I know you’re wondering, is this worth it? Why do I bother? I know you often leave church more exhausted than fulfilled. But what you are doing is so important.

When you are here, the church is filled with a joyful noise. When you are here, the Body of Christ is more fully present. When you are here, we are reminded that this worship thing we do isn’t about Bible Study or personal, quiet contemplation but coming together to worship as a community where all are welcome, where we share in the Word and Sacrament together.When you are here, I have hope that these pews won’t be empty in ten years when your kids are old enough to sit quietly and behave in worship. I know that they are learning how and why we worship now, before it’s too late. They are learning that worship is important.

I see them learning. In the midst of the cries, whines, and giggles, in the midst of the crinkling of pretzel bags and the growing pile of crumbs I see a little girl who insists on going two pews up to share peace with someone she’s never met. I hear a little boy slurping (quite loudly) every last drop of his communion wine out of the cup determined not to miss a drop of Jesus. I watch a child excitedly color a cross and point to the one in the front of the sanctuary.  I hear the echos of Amens just a few seconds after the rest of the community says it together. I watch a boy just learning to read try to sound out the words in the worship book or count his way to Hymn 672. Even on weeks when I can’t see my own children learning because, well, it’s one of those mornings, I can see your children learning.

I know how hard it is to do what you’re doing, but I want you to know, it matters. It matters to me. It matters to my children to not be alone in the pew. It matters to the congregation to know that families care about faith, to see young people… and even on those weeks when you can’t see the little moments, it matters to your children.

It matters that they learn that worship is what we do as a community of faith, that everyone is welcome, that their worship matters. When we teach children that their worship matters, we teach them that they are enough right here and right now as members of the church community. They don’t need to wait until they can believe, pray or worship a certain way to be welcome here, and I know adults who are still looking to be shown that. It matters that children learn that they are an integral part of this church, that their prayers, their songs, and even their badly (or perfectly timed depending on who you ask) cries and whines are a joyful noise because it means they are present.

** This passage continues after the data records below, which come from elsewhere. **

//! Pure planning of stock changes.
//!
//! Planning never mutates its input: it returns the next stock level state, the
//! version the writer must find in storage, and the movement to append. Committing
//! both together is the infrastructure layer's responsibility.

use core::str::FromStr;

use chrono::{DateTime, Utc};
use serde::{Deserialize, Serialize};

use stockbook_core::{
    DomainError, DomainResult, ExpectedVersion, ItemId, LocationId, UserId, Versioned,
};

use crate::movement::{MovementRecord, MovementType};
use crate::stock::StockLevel;
use crate::transaction_type::TransactionType;

/// What to do when an outbound change would take stock below zero.
#[derive(Debug, Clone, Copy, PartialEq, Eq, Default, Serialize, Deserialize)]
#[serde(rename_all = "lowercase")]
pub enum NegativeStockPolicy {
    /// Accept the change; the quantity goes negative (backorder semantics).
    #[default]
    Allow,
    /// Refuse the change with an invariant violation.
    Reject,
}

impl FromStr for NegativeStockPolicy {
    type Err = DomainError;

    fn from_str(s: &str) -> Result<Self, Self::Err> {
        match s.trim().to_lowercase().as_str() {
            "allow" => Ok(NegativeStockPolicy::Allow),
            "reject" => Ok(NegativeStockPolicy::Reject),
            other => Err(DomainError::validation(format!(
                "unknown negative stock policy '{other}' (expected allow or reject)"
            ))),
        }
    }
}

/// Command: apply a signed delta to the stock level of (location, item).
#[derive(Debug, Clone, PartialEq, Eq, Serialize, Deserialize)]
pub struct AdjustStock {
    pub location_id: LocationId,
    pub item_id: ItemId,
    pub delta: i64,
    pub movement_type: MovementType,
    pub reference: Option<String>,
    pub notes: Option<String>,
    pub actor: UserId,
    pub occurred_at: DateTime<Utc>,
}

/// Command: record a business transaction; the sign comes from its type.
#[derive(Debug, Clone, PartialEq, Eq, Serialize, Deserialize)]
pub struct RecordTransaction {
    pub location_id: LocationId,
    pub item_id: ItemId,
    /// Positive number of units moved.
    pub quantity: i64,
    pub transaction_type: TransactionType,
    pub reference: Option<String>,
    pub notes: Option<String>,
    pub actor: UserId,
    pub occurred_at: DateTime<Utc>,
}

impl RecordTransaction {
    pub fn to_adjustment(&self) -> DomainResult<AdjustStock> {
        if self.quantity <= 0 {
            return Err(DomainError::validation("transaction quantity must be positive"));
        }
        let direction = self.transaction_type.direction();
        Ok(AdjustStock {
            location_id: self.location_id,
            item_id: self.item_id,
            delta: direction.signed(self.quantity),
            movement_type: direction.movement_type(),
            reference: self.reference.clone(),
            notes: self.notes.clone(),
            actor: self.actor,
            occurred_at: self.occurred_at,
        })
    }
}

/// Command: move units of one item between two locations.
#[derive(Debug, Clone, PartialEq, Eq, Serialize, Deserialize)]
pub struct TransferStock {
    pub item_id: ItemId,
    pub from_location: LocationId,
    pub to_location: LocationId,
    pub quantity: i64,
    pub reference: Option<String>,
    pub notes: Option<String>,
    pub actor: UserId,
    pub occurred_at: DateTime<Utc>,
}

impl TransferStock {
    pub fn validate(&self) -> DomainResult<()> {
        if self.quantity <= 0 {
            return Err(DomainError::validation("transfer quantity must be positive"));
        }
        if self.from_location == self.to_location {
            return Err(DomainError::validation(
                "transfer source and destination must differ",
            ));
        }
        Ok(())
    }

    pub fn outbound_leg(&self) -> AdjustStock {
        self.leg(self.from_location, -self.quantity)
    }

    pub fn inbound_leg(&self) -> AdjustStock {
        self.leg(self.to_location, self.quantity)
    }

    fn leg(&self, location_id: LocationId, delta: i64) -> AdjustStock {
        AdjustStock {
            location_id,
            item_id: self.item_id,
            delta,
            movement_type: MovementType::Transfer,
            reference: self.reference.clone(),
            notes: self.notes.clone(),
            actor: self.actor,
            occurred_at: self.occurred_at,
        }
    }
}

/// Planned outcome of one adjustment.
#[derive(Debug, Clone, PartialEq, Eq)]
pub struct StockAdjustment {
    /// Stock level state after the change (version + 1).
    pub stock_level: StockLevel,
    /// Version the stored row must still have for the write to apply.
    pub expected_version: ExpectedVersion,
    /// Movement to append, magnitude `|delta|`.
    pub movement: MovementRecord,
}

impl StockLevel {
    /// Decide the outcome of an adjustment against the current state.
    ///
    /// Does not mutate `self`; calling it twice with the same command yields the same
    /// quantities (movement ids differ).
    pub fn plan_adjustment(
        &self,
        cmd: &AdjustStock,
        policy: NegativeStockPolicy,
    ) -> DomainResult<StockAdjustment> {
        if cmd.location_id != self.location_id() || cmd.item_id != self.item_id() {
            return Err(DomainError::invariant(
                "adjustment targets a different location/item than the loaded stock level",
            ));
        }
        if cmd.delta == 0 {
            return Err(DomainError::validation("delta cannot be zero"));
        }
        // The movement stores |delta|, which must stay representable as i64.
        if cmd.delta == i64::MIN {
            return Err(DomainError::validation("delta magnitude out of range"));
        }
        if !cmd.movement_type.accepts(cmd.delta) {
            return Err(DomainError::validation(format!(
                "{} movement cannot carry a delta of {}",
                cmd.movement_type, cmd.delta
            )));
        }

        let new_quantity = self
            .quantity()
            .checked_add(cmd.delta)
            .ok_or_else(|| DomainError::validation("quantity overflow"))?;

        if new_quantity < 0 && cmd.delta < 0 && policy == NegativeStockPolicy::Reject {
            return Err(DomainError::invariant(format!(
                "insufficient stock: {} on hand, {} requested",
                self.quantity(),
                cmd.delta.unsigned_abs()
            )));
        }

        let next = self.with_quantity(new_quantity, cmd.occurred_at);
        let movement = MovementRecord::record(
            &next,
            cmd.delta.unsigned_abs(),
            cmd.movement_type,
            cmd.reference.clone(),
            cmd.notes.clone(),
            cmd.actor,
            cmd.occurred_at,
        );

        Ok(StockAdjustment {
            stock_level: next,
            expected_version: self.expected_version(),
            movement,
        })
    }
}

#[cfg(test)]
mod tests {
    use super::*;
    use crate::stock::OpenStockLevel;
    use proptest::prelude::*;
    use stockbook_core::StockLevelId;

    fn test_time() -> DateTime<Utc> {
        Utc::now()
    }

    fn level_with(quantity: i64) -> StockLevel {
        let cmd = OpenStockLevel {
            initial_quantity: quantity,
            ..OpenStockLevel::empty(LocationId::new(), ItemId::new(), UserId::new(), test_time())
        };
        StockLevel::open(StockLevelId::new(), &cmd).unwrap().0
    }

    fn adjust(level: &StockLevel, delta: i64, movement_type: MovementType) -> AdjustStock {
        AdjustStock {
            location_id: level.location_id(),
            item_id: level.item_id(),
            delta,
            movement_type,
            reference: Some("PO-1".to_string()),
            notes: None,
            actor: UserId::new(),
            occurred_at: test_time(),
        }
    }

    #[test]
    fn plan_applies_delta_and_records_magnitude() {
        let level = level_with(10);
        let plan = level
            .plan_adjustment(&adjust(&level, -4, MovementType::Outbound), NegativeStockPolicy::Allow)
            .unwrap();

        assert_eq!(plan.stock_level.quantity(), 6);
        assert_eq!(plan.stock_level.version(), 2);
        assert_eq!(plan.expected_version, ExpectedVersion::Exact(1));
        assert_eq!(plan.movement.quantity(), 4);
        assert_eq!(plan.movement.movement_type(), MovementType::Outbound);
        assert_eq!(plan.movement.quantity_after(), 6);
        assert_eq!(plan.movement.quantity_before(), Some(10));
        assert_eq!(plan.movement.reference(), Some("PO-1"));
    }

    #[test]
    fn most_negative_delta_is_rejected() {
        let level = level_with(0);
        let err = level
            .plan_adjustment(
                &adjust(&level, i64::MIN, MovementType::Outbound),
                NegativeStockPolicy::Allow,
            )
            .unwrap_err();
        assert!(matches!(err, DomainError::Validation(_)));

        let plan = level
            .plan_adjustment(
                &adjust(&level, -i64::MAX, MovementType::Outbound),
                NegativeStockPolicy::Allow,
            )
            .unwrap();
        assert_eq!(plan.movement.quantity(), i64::MAX as u64);
        assert_eq!(plan.movement.quantity_before(), Some(0));
    }

    #[test]
    fn planning_does_not_mutate_state() {
        let level = level_with(10);
        let cmd = adjust(&level, 3, MovementType::Inbound);
        let first = level.plan_adjustment(&cmd, NegativeStockPolicy::Allow).unwrap();
        let second = level.plan_adjustment(&cmd, NegativeStockPolicy::Allow).unwrap();

        assert_eq!(level.quantity(), 10);
        assert_eq!(level.version(), 1);
        assert_eq!(first.stock_level, second.stock_level);
    }

    #[test]
    fn zero_delta_is_rejected() {
        let level = level_with(10);
        let err = level
            .plan_adjustment(&adjust(&level, 0, MovementType::Adjustment), NegativeStockPolicy::Allow)
            .unwrap_err();
        assert!(matches!(err, DomainError::Validation(msg) if msg.contains("zero")));
    }

    #[test]
    fn movement_type_must_agree_with_sign() {
        let level = level_with(10);
        let err = level
            .plan_adjustment(&adjust(&level, -2, MovementType::Inbound), NegativeStockPolicy::Allow)
            .unwrap_err();
        assert!(matches!(err, DomainError::Validation(_)));
    }

    #[test]
    fn allow_policy_lets_stock_go_negative() {
        let level = level_with(2);
        let plan = level
            .plan_adjustment(&adjust(&level, -5, MovementType::Outbound), NegativeStockPolicy::Allow)
            .unwrap();
        assert_eq!(plan.stock_level.quantity(), -3);
    }

    #[test]
    fn reject_policy_blocks_insufficient_stock() {
        let level = level_with(2);
        let err = level
            .plan_adjustment(&adjust(&level, -5, MovementType::Outbound), NegativeStockPolicy::Reject)
            .unwrap_err();
        match err {
            DomainError::InvariantViolation(msg) => assert!(msg.contains("insufficient stock")),
            other => panic!("expected InvariantViolation, got {other:?}"),
        }
    }

    #[test]
    fn mismatched_target_is_an_invariant_violation() {
        let level = level_with(2);
        let mut cmd = adjust(&level, 1, MovementType::Inbound);
        cmd.item_id = ItemId::new();
        let err = level.plan_adjustment(&cmd, NegativeStockPolicy::Allow).unwrap_err();
        assert!(matches!(err, DomainError::InvariantViolation(_)));
    }

    #[test]
    fn record_transaction_derives_sign_from_type() {
        let base = RecordTransaction {
            location_id: LocationId::new(),
            item_id: ItemId::new(),
            quantity: 5,
            transaction_type: TransactionType::Sale,
            reference: None,
            notes: None,
            actor: UserId::new(),
            occurred_at: test_time(),
        };
        let sale = base.to_adjustment().unwrap();
        assert_eq!(sale.delta, -5);
        assert_eq!(sale.movement_type, MovementType::Outbound);

        let purchase = RecordTransaction {
            transaction_type: TransactionType::Purchase,
            ..base.clone()
        }
        .to_adjustment()
        .unwrap();
        assert_eq!(purchase.delta, 5);
        assert_eq!(purchase.movement_type, MovementType::Inbound);

        let err = RecordTransaction { quantity: 0, ..base }.to_adjustment().unwrap_err();
        assert!(matches!(err, DomainError::Validation(_)));
    }

    #[test]
    fn transfer_legs_mirror_each_other() {
        let cmd = TransferStock {
            item_id: ItemId::new(),
            from_location: LocationId::new(),
            to_location: LocationId::new(),
            quantity: 7,
            reference: Some("TR-9".to_string()),
            notes: None,
            actor: UserId::new(),
            occurred_at: test_time(),
        };
        cmd.validate().unwrap();
        assert_eq!(cmd.outbound_leg().delta, -7);
        assert_eq!(cmd.inbound_leg().delta, 7);
        assert_eq!(cmd.outbound_leg().movement_type, MovementType::Transfer);
        assert_eq!(cmd.inbound_leg().location_id, cmd.to_location);

        let same = TransferStock {
            to_location: cmd.from_location,
            ..cmd
        };
        assert!(matches!(same.validate(), Err(DomainError::Validation(_))));
    }

    #[test]
    fn policy_parses() {
        assert_eq!("reject".parse::<NegativeStockPolicy>().unwrap(), NegativeStockPolicy::Reject);
        assert_eq!("Allow".parse::<NegativeStockPolicy>().unwrap(), NegativeStockPolicy::Allow);
        assert!("sometimes".parse::<NegativeStockPolicy>().is_err());
    }

    proptest! {
        #![proptest_config(ProptestConfig {
            cases: 256,
            ..ProptestConfig::default()
        })]

        /// Property: applying a sequence of adjustments leaves a movement trail whose
        /// balances chain together and end at the final quantity.
        #[test]
        fn movement_balances_chain_to_final_quantity(
            start in 0i64..1_000,
            deltas in prop::collection::vec((-500i64..500).prop_filter("non-zero", |d| *d != 0), 1..20)
        ) {
            let mut level = level_with(start);
            let mut previous_balance = start;

            for delta in deltas {
                let plan = level
                    .plan_adjustment(&adjust(&level, delta, MovementType::Adjustment), NegativeStockPolicy::Allow)
                    .unwrap();

                prop_assert_eq!(plan.movement.quantity(), delta.unsigned_abs());
                prop_assert_eq!(
                    (plan.movement.quantity_after() - previous_balance).unsigned_abs(),
                    plan.movement.quantity()
                );
                previous_balance = plan.movement.quantity_after();
                level = plan.stock_level;
            }

            prop_assert_eq!(level.quantity(), previous_balance);
        }
    }
}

I know it’s hard, but thank you for what you do when you bring your children to church. Please know that your family – with all of its noise, struggle, commotion, and joy – are not simply tolerated, you are a vital part of the community gathered in worship.”

Let’s rephrase that last sentence… “Please know that your family – with all of its noise, struggle, commotion, and joy – are not simply tolerated [at Bethel Pentecostal Church in Bay Roberts, NL], you are a vital part of the community gathered in worship.”  Hopefully we can all insert our local assemblies.  If we can’t…

Let’s think about this…
If you’re a parent of young kids, do you bring your kids to church?  If you don’t, is it because of what others may think?  If you do, know you’re making an awesome impact, can keep doing it!

If you’re not a parent of young kids, how do you respond to “noise and commotion” during a service?  Remember being reverent is more than being quiet, it’s also acting in obedience – Jesus said, “let the children come to me.”